● Exercise:
Search the entries below for the word "debug" and copy every line where it appears.

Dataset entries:
**********
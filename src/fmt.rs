//! Logging facade.
//!
//! On target the firmware logs through `defmt`. Host builds (unit and
//! integration tests) have no defmt global logger, so the same call sites
//! fall back to the `log` facade. Only `{}` and `{:?}` placeholders are used
//! so a format string is valid for both backends.
//!
//! Declared with `#[macro_use]` ahead of every other module; the macros are
//! in textual scope crate-wide and are never imported by path.

#![allow(unused_macros)]

macro_rules! debug {
    ($($arg:tt)*) => {{
        #[cfg(feature = "defmt")]
        ::defmt::debug!($($arg)*);
        #[cfg(not(feature = "defmt"))]
        ::log::debug!($($arg)*);
    }};
}

macro_rules! info {
    ($($arg:tt)*) => {{
        #[cfg(feature = "defmt")]
        ::defmt::info!($($arg)*);
        #[cfg(not(feature = "defmt"))]
        ::log::info!($($arg)*);
    }};
}

macro_rules! warn {
    ($($arg:tt)*) => {{
        #[cfg(feature = "defmt")]
        ::defmt::warn!($($arg)*);
        #[cfg(not(feature = "defmt"))]
        ::log::warn!($($arg)*);
    }};
}

macro_rules! error {
    ($($arg:tt)*) => {{
        #[cfg(feature = "defmt")]
        ::defmt::error!($($arg)*);
        #[cfg(not(feature = "defmt"))]
        ::log::error!($($arg)*);
    }};
}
**********
● Answer box:
macro_rules! debug {
        ::defmt::debug!($($arg)*);
        ::log::debug!($($arg)*);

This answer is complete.